- **WHAT IS NEEDED**
Exactly the lines from the start of the data through the line containing "use crate::ledger::cycle::BillPeriod;" should be output, with both ends kept and nothing added.

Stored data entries
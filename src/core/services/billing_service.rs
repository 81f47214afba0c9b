//! Bill projection and settlement.

use chrono::NaiveDate;
use uuid::Uuid;

use crate::core::services::AccountService;
use crate::errors::{EngineError, EngineResult};
use crate::ledger::bill::{project_bill, Bill};
use crate::ledger::cycle::BillPeriod;
use crate::ledger::entry::{BillRef, Entry, EntryKind, EntryStatus};
use crate::storage::{DocumentStore, EntryFilter};

pub struct BillingService;

impl BillingService {
    /// Materializes one card's bill for a period from the current entry set.
    pub fn bill_for(
        store: &dyn DocumentStore,
        card_id: Uuid,
        period: BillPeriod,
    ) -> EngineResult<Bill> {
        let card = store.card(card_id)?;
        let entries = store.entries(&EntryFilter::default())?;
        Ok(project_bill(&card, period, &entries))
    }

    /// Materializes the period's bill for every known card.
    pub fn bills_for(store: &dyn DocumentStore, period: BillPeriod) -> EngineResult<Vec<Bill>> {
        let entries = store.entries(&EntryFilter::default())?;
        Ok(store
            .cards()?
            .iter()
            .map(|card| project_bill(card, period, &entries))
            .collect())
    }

    /// Settles a bill: records one completed expense against the card's
    /// payment account for the bill's open total, referencing the (card,
    /// period) pair. The settlement stays out of ordinary listings and spend
    /// totals; the card purchases it covers already carried the spending.
    pub fn pay_bill(
        store: &dyn DocumentStore,
        today: NaiveDate,
        card_id: Uuid,
        period: BillPeriod,
    ) -> EngineResult<Entry> {
        let card = store.card(card_id)?;
        let bill = Self::bill_for(store, card_id, period)?;
        if bill.paid {
            return Err(EngineError::Precondition(format!(
                "bill {period} for card {card_id} is already settled"
            )));
        }
        if bill.total_cents <= 0 {
            return Err(EngineError::Validation(format!(
                "bill {period} for card {card_id} has nothing to settle"
            )));
        }
        store.account(card.payment_account_id)?;

        let mut settlement = Entry::new(
            EntryKind::Expense,
            bill.total_cents,
            format!("{} bill {}", card.name, period),
            today,
        )
        .with_account(card.payment_account_id)
        .with_status(EntryStatus::Completed);
        settlement.settles = Some(BillRef { card_id, period });

        store.insert_entry(&settlement)?;
        AccountService::apply_entry_to_caches(store, &settlement, 1)?;
        tracing::info!("settled bill {} for card {}", period, card_id);
        Ok(settlement)
    }
}
//! Ledger domain models, billing-cycle math, and pure projections.

pub mod account;
pub mod bill;
pub mod card;
pub mod common;
pub mod cycle;
pub mod entry;
pub mod goal;
pub mod series;

pub use account::Account;
pub use bill::{project_bill, Bill};
pub use card::Card;
pub use common::{Displayable, Identifiable};
pub use cycle::{
    billing_period_for, due_date_for, step_occurrence, BillPeriod, RecurrenceInterval,
};
pub use entry::{BillRef, Entry, EntryKind, EntryStatus, SplitMode};
pub use goal::{GoalStanding, GoalStatus, GoalType, MonthlyGoal};
pub use series::{plan_series, split_amounts, SeriesPlan};
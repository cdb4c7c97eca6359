//! Booking notification and relay introspection DTOs.

use serde::{Deserialize, Serialize};
use utoipa::ToSchema;

/// Request body for `POST /api/v1/bookings/{booking_id}/notify`.
#[derive(Debug, Deserialize, ToSchema)]
pub struct NotifyBookingRequest {
    /// Event name delivered to the booking's participants.
    pub event: String,
    /// Arbitrary JSON payload; `null` when omitted.
    #[serde(default)]
    #[schema(value_type = Object)]
    pub data: serde_json::Value,
}

/// Response body for relay fan-out endpoints.
#[derive(Debug, Serialize, ToSchema)]
pub struct DeliveryResponse {
    /// Always `true` once the event has been handed to the relay.
    pub success: bool,
    /// Human-readable summary.
    pub message: String,
    /// Number of channels whose queue accepted the event.
    pub delivered: usize,
}
//! Booking session map: which driver and rider each tracked booking has.
//!
//! Presence in the map is the whole booking lifecycle. An entry is
//! created lazily by the first attach and removed by [`BookingSessions::release`]
//! on a terminal event. Entries are independent of channel state, so a
//! disconnect never touches them.

use std::collections::BTreeMap;

/// Participants bound to one booking.
#[derive(Debug, Clone, Default, PartialEq, Eq)]
pub struct BookingSession {
    /// Driver vehicle id, set when a driver joins the booking.
    pub vehicle_id: Option<String>,
    /// Rider id, set when a rider joins with this booking id.
    pub rider_id: Option<String>,
}

/// Booking id → [`BookingSession`].
#[derive(Debug, Default)]
pub struct BookingSessions {
    sessions: BTreeMap<String, BookingSession>,
}

impl BookingSessions {
    /// Creates an empty map.
    #[must_use]
    pub fn new() -> Self {
        Self::default()
    }

    /// Binds a driver to `booking_id`, creating the session if needed.
    pub fn attach_driver(&mut self, booking_id: &str, vehicle_id: &str) {
        self.entry(booking_id).vehicle_id = Some(vehicle_id.to_string());
    }

    /// Binds a rider to `booking_id`, creating the session if needed.
    pub fn attach_rider(&mut self, booking_id: &str, rider_id: &str) {
        self.entry(booking_id).rider_id = Some(rider_id.to_string());
    }

    /// Returns the vehicle bound to `booking_id`.
    #[must_use]
    pub fn driver_of(&self, booking_id: &str) -> Option<&str> {
        self.sessions
            .get(booking_id)
            .and_then(|s| s.vehicle_id.as_deref())
    }

    /// Returns the rider bound to `booking_id`.
    #[must_use]
    pub fn rider_of(&self, booking_id: &str) -> Option<&str> {
        self.sessions
            .get(booking_id)
            .and_then(|s| s.rider_id.as_deref())
    }

    /// Stops tracking `booking_id`. Releasing an unknown booking is a no-op.
    ///
    /// Returns the session that was removed, if any.
    pub fn release(&mut self, booking_id: &str) -> Option<BookingSession> {
        self.sessions.remove(booking_id)
    }

    /// Booking ids with a driver bound, in key order.
    ///
    /// This is the set reported as `activeBookings`: a booking only a
    /// rider has joined is tracked but not yet listed.
    #[must_use]
    pub fn driver_bookings(&self) -> Vec<String> {
        self.sessions
            .iter()
            .filter(|(_, s)| s.vehicle_id.is_some())
            .map(|(id, _)| id.clone())
            .collect()
    }

    /// Number of tracked bookings.
    #[must_use]
    pub fn len(&self) -> usize {
        self.sessions.len()
    }

    /// Returns `true` if no booking is tracked.
    #[must_use]
    pub fn is_empty(&self) -> bool {
        self.sessions.is_empty()
    }

    fn entry(&mut self, booking_id: &str) -> &mut BookingSession {
        self.sessions.entry(booking_id.to_string()).or_default()
    }
}

#[cfg(test)]
mod tests {
    use super::*;

    #[test]
    fn attach_then_lookup() {
        let mut sessions = BookingSessions::new();
        sessions.attach_driver("B1", "V1");
        sessions.attach_rider("B1", "U1");

        assert_eq!(sessions.driver_of("B1"), Some("V1"));
        assert_eq!(sessions.rider_of("B1"), Some("U1"));
        assert_eq!(sessions.len(), 1);
    }

    #[test]
    fn release_clears_both_participants() {
        let mut sessions = BookingSessions::new();
        sessions.attach_driver("B1", "V1");
        sessions.attach_rider("B1", "U1");

        assert!(sessions.release("B1").is_some());
        assert_eq!(sessions.driver_of("B1"), None);
        assert_eq!(sessions.rider_of("B1"), None);
        assert!(sessions.is_empty());
    }

    #[test]
    fn release_of_unknown_booking_is_noop() {
        let mut sessions = BookingSessions::new();
        sessions.attach_driver("B1", "V1");

        assert!(sessions.release("B2").is_none());
        assert!(sessions.release("B2").is_none());
        assert_eq!(sessions.driver_of("B1"), Some("V1"));
    }

    #[test]
    fn reattach_is_idempotent() {
        let mut sessions = BookingSessions::new();
        sessions.attach_driver("B1", "V1");
        sessions.attach_driver("B1", "V1");
        assert_eq!(sessions.driver_of("B1"), Some("V1"));
        assert_eq!(sessions.len(), 1);
    }

    #[test]
    fn rider_only_booking_is_not_listed_as_active() {
        let mut sessions = BookingSessions::new();
        sessions.attach_rider("B1", "U1");
        sessions.attach_driver("B2", "V2");
        assert_eq!(sessions.driver_bookings(), vec!["B2"]);
    }
}
//! Named broadcast groups over registered channels.
//!
//! [`RoomRouter`] keeps `group name → member channels`. Delivery resolves
//! members through the [`ConnectionRegistry`] and is fire-and-forget: a
//! member whose queue is full or closed is skipped. Groups are created on
//! first join and never deleted, even when they become empty.

use std::collections::{HashMap, HashSet};

use super::ChannelId;
use super::registry::ConnectionRegistry;
use super::ride_event::OutboundFrame;

/// Group every rider channel joins.
pub const USERS_GROUP: &str = "users";

/// Per-driver group name.
#[must_use]
pub fn driver_group(vehicle_id: &str) -> String {
    format!("driver:{vehicle_id}")
}

/// Per-rider group name.
#[must_use]
pub fn user_group(rider_id: &str) -> String {
    format!("user:{rider_id}")
}

/// Per-booking group name.
#[must_use]
pub fn booking_group(booking_id: &str) -> String {
    format!("booking:{booking_id}")
}

/// Group membership table.
#[derive(Debug, Default)]
pub struct RoomRouter {
    groups: HashMap<String, HashSet<ChannelId>>,
}

impl RoomRouter {
    /// Creates a router with no groups.
    #[must_use]
    pub fn new() -> Self {
        Self::default()
    }

    /// Adds `channel` to `group`, creating the group if needed.
    ///
    /// Returns `true` if the channel was not already a member.
    pub fn join(&mut self, channel: ChannelId, group: &str) -> bool {
        self.groups
            .entry(group.to_string())
            .or_default()
            .insert(channel)
    }

    /// Removes `channel` from `group`. The group stays even if emptied.
    pub fn leave(&mut self, channel: ChannelId, group: &str) -> bool {
        self.groups
            .get_mut(group)
            .is_some_and(|members| members.remove(&channel))
    }

    /// Delivers `frame` to every current member of `group`, skipping
    /// `except` when given. Returns the number of channels that accepted it.
    pub fn broadcast(
        &self,
        registry: &ConnectionRegistry,
        group: &str,
        frame: &OutboundFrame,
        except: Option<ChannelId>,
    ) -> usize {
        let Some(members) = self.groups.get(group) else {
            return 0;
        };
        members
            .iter()
            .filter(|channel| Some(**channel) != except)
            .filter(|channel| registry.send(**channel, frame.clone()))
            .count()
    }

    /// Delivers `frame` to every live connection, regardless of groups.
    pub fn emit_to_all(&self, registry: &ConnectionRegistry, frame: &OutboundFrame) -> usize {
        registry
            .connections()
            .filter(|conn| conn.try_deliver(frame.clone()))
            .count()
    }

    /// Returns `true` if `channel` is in `group`.
    #[must_use]
    pub fn is_member(&self, channel: ChannelId, group: &str) -> bool {
        self.groups
            .get(group)
            .is_some_and(|members| members.contains(&channel))
    }

    /// Returns `true` if `group` has ever been joined.
    #[must_use]
    pub fn has_group(&self, group: &str) -> bool {
        self.groups.contains_key(group)
    }

    /// Number of members currently in `group`.
    #[must_use]
    pub fn member_count(&self, group: &str) -> usize {
        self.groups.get(group).map_or(0, HashSet::len)
    }

    /// Number of groups, empty ones included.
    #[must_use]
    pub fn group_count(&self) -> usize {
        self.groups.len()
    }
}
//! REST endpoint handlers organized by resource.

pub mod booking;
pub mod system;

use axum::Router;

use crate::app_state::AppState;

/// Composes all resource routes under `/api/v1`.
pub fn routes() -> Router<AppState> {
    Router::new()
        .merge(booking::routes())
        .merge(system::api_routes())
}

- **TASK ANSWER**
filename src/core/services/billing_service.rs
repository 81f47214afba0c9b
//! Bill projection and settlement.

use chrono::NaiveDate;
use uuid::Uuid;

use crate::core::services::AccountService;
use crate::errors::{EngineError, EngineResult};
use crate::ledger::bill::{project_bill, Bill};
use crate::ledger::cycle::BillPeriod;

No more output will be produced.